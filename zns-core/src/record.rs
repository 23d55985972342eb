use serde::{Deserialize, Serialize};
use std::time::{Duration, SystemTime, UNIX_EPOCH};

/// Record type assignments per §6.
pub const RECORD_TYPE_A: u32 = 1;
pub const RECORD_TYPE_AAAA: u32 = 28;
pub const RECORD_TYPE_DELEGATION: u32 = 65536;
pub const RECORD_TYPE_LEGACY_HOSTNAME: u32 = 65537;

#[derive(Debug, Clone, Copy, PartialEq, Eq, PartialOrd, Ord, Hash)]
pub enum RecordType {
    A,
    Aaaa,
    Delegation,
    LegacyHostname,
    Opaque(u32),
}

impl RecordType {
    pub fn as_u32(self) -> u32 {
        match self {
            RecordType::A => RECORD_TYPE_A,
            RecordType::Aaaa => RECORD_TYPE_AAAA,
            RecordType::Delegation => RECORD_TYPE_DELEGATION,
            RecordType::LegacyHostname => RECORD_TYPE_LEGACY_HOSTNAME,
            RecordType::Opaque(v) => v,
        }
    }

    pub fn from_u32(v: u32) -> Self {
        match v {
            RECORD_TYPE_A => RecordType::A,
            RECORD_TYPE_AAAA => RecordType::Aaaa,
            RECORD_TYPE_DELEGATION => RecordType::Delegation,
            RECORD_TYPE_LEGACY_HOSTNAME => RecordType::LegacyHostname,
            other => RecordType::Opaque(other),
        }
    }
}

/// `flags` encodes two orthogonal axes (§3): relative-vs-absolute
/// expiration, and authoritative. Only two bits are defined so far; a small
/// wrapper over a raw `u16` keeps this extensible without pulling in a
/// bitflags crate for two constants.
#[derive(Debug, Clone, Copy, PartialEq, Eq, Default)]
pub struct RecordFlags(u16);

impl RecordFlags {
    pub const RELATIVE_EXPIRATION: RecordFlags = RecordFlags(0b0000_0001);
    pub const AUTHORITATIVE: RecordFlags = RecordFlags(0b0000_0010);

    pub const fn empty() -> Self {
        RecordFlags(0)
    }

    pub const fn bits(self) -> u16 {
        self.0
    }

    pub const fn from_bits_truncate(bits: u16) -> Self {
        RecordFlags(bits & 0b0000_0011)
    }

    pub const fn contains(self, other: RecordFlags) -> bool {
        self.0 & other.0 == other.0
    }
}

impl std::ops::BitOr for RecordFlags {
    type Output = RecordFlags;
    fn bitor(self, rhs: RecordFlags) -> RecordFlags {
        RecordFlags(self.0 | rhs.0)
    }
}

/// `{record_type, flags, expiration, data}` per §3.
#[derive(Debug, Clone, PartialEq, Eq, Serialize, Deserialize)]
pub struct Record {
    pub record_type: u32,
    pub flags: u16,
    /// Microseconds since the epoch, absolute, or a duration if
    /// `RELATIVE_EXPIRATION` is set — resolved against publication time by
    /// `block_expiration` (C2).
    pub expiration: u64,
    pub data: Vec<u8>,
}

impl Record {
    pub fn new(record_type: RecordType, flags: RecordFlags, expiration: u64, data: Vec<u8>) -> Self {
        Record {
            record_type: record_type.as_u32(),
            flags: flags.bits(),
            expiration,
            data,
        }
    }

    pub fn kind(&self) -> RecordType {
        RecordType::from_u32(self.record_type)
    }

    pub fn flags(&self) -> RecordFlags {
        RecordFlags::from_bits_truncate(self.flags)
    }

    pub fn is_authoritative(&self) -> bool {
        self.flags().contains(RecordFlags::AUTHORITATIVE)
    }

    /// Resolve this record's expiration to an absolute microseconds-since-epoch
    /// value, given the "current" time at the call (§4.2 `block_expiration`).
    pub fn resolved_expiration(&self, now: SystemTime) -> u64 {
        if self.flags().contains(RecordFlags::RELATIVE_EXPIRATION) {
            let now_us = now
                .duration_since(UNIX_EPOCH)
                .unwrap_or(Duration::ZERO)
                .as_micros() as u64;
            now_us.saturating_add(self.expiration)
        } else {
            self.expiration
        }
    }

    pub fn legacy_hostname(&self) -> Option<String> {
        if self.kind() == RecordType::LegacyHostname {
            String::from_utf8(self.data.clone()).ok()
        } else {
            None
        }
    }

    pub fn delegation_pubkey(&self) -> Option<[u8; 32]> {
        if self.kind() == RecordType::Delegation && self.data.len() == 32 {
            let mut out = [0u8; 32];
            out.copy_from_slice(&self.data);
            Some(out)
        } else {
            None
        }
    }
}

/// The ordered sequence of records stored under one (zone, label) pair (§3).
pub type RecordSet = Vec<Record>;

#[cfg(test)]
mod tests {
    use super::*;

    #[test]
    fn record_type_round_trips_through_u32() {
        for t in [RecordType::A, RecordType::Aaaa, RecordType::Delegation, RecordType::LegacyHostname, RecordType::Opaque(9999)] {
            assert_eq!(RecordType::from_u32(t.as_u32()), t);
        }
    }

    #[test]
    fn absolute_expiration_is_returned_unchanged() {
        let r = Record::new(RecordType::A, RecordFlags::AUTHORITATIVE, 1_000_000, vec![1, 2, 3, 4]);
        assert_eq!(r.resolved_expiration(UNIX_EPOCH), 1_000_000);
    }

    #[test]
    fn relative_expiration_is_added_to_now() {
        let r = Record::new(RecordType::A, RecordFlags::RELATIVE_EXPIRATION, 5_000_000, vec![1, 2, 3, 4]);
        let now = UNIX_EPOCH + Duration::from_secs(10);
        assert_eq!(r.resolved_expiration(now), 10_000_000 + 5_000_000);
    }

    #[test]
    fn legacy_hostname_extracts_utf8_string() {
        let r = Record::new(
            RecordType::LegacyHostname,
            RecordFlags::AUTHORITATIVE,
            0,
            b"www.example.com".to_vec(),
        );
        assert_eq!(r.legacy_hostname().as_deref(), Some("www.example.com"));
    }

    #[test]
    fn non_legacy_hostname_record_has_no_legacy_hostname() {
        let r = Record::new(RecordType::A, RecordFlags::empty(), 0, vec![1, 2, 3, 4]);
        assert_eq!(r.legacy_hostname(), None);
    }

    #[test]
    fn delegation_pubkey_requires_exactly_32_bytes() {
        let r = Record::new(RecordType::Delegation, RecordFlags::empty(), 0, vec![7u8; 32]);
        assert_eq!(r.delegation_pubkey(), Some([7u8; 32]));

        let short = Record::new(RecordType::Delegation, RecordFlags::empty(), 0, vec![7u8; 16]);
        assert_eq!(short.delegation_pubkey(), None);
    }
}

++++++++++

▶ _Exercise objective_: Restate the data verbatim through the "pub const RECORD_TYPE_AAAA: u32 = 28;" line.

▶ _Result for this exercise_:
filename zns-core/src/record.rs
repository 23d55985972342eb
use serde::{Deserialize, Serialize};
use std::time::{Duration, SystemTime, UNIX_EPOCH};

/// Record type assignments per §6.
pub const RECORD_TYPE_A: u32 = 1;
pub const RECORD_TYPE_AAAA: u32 = 28;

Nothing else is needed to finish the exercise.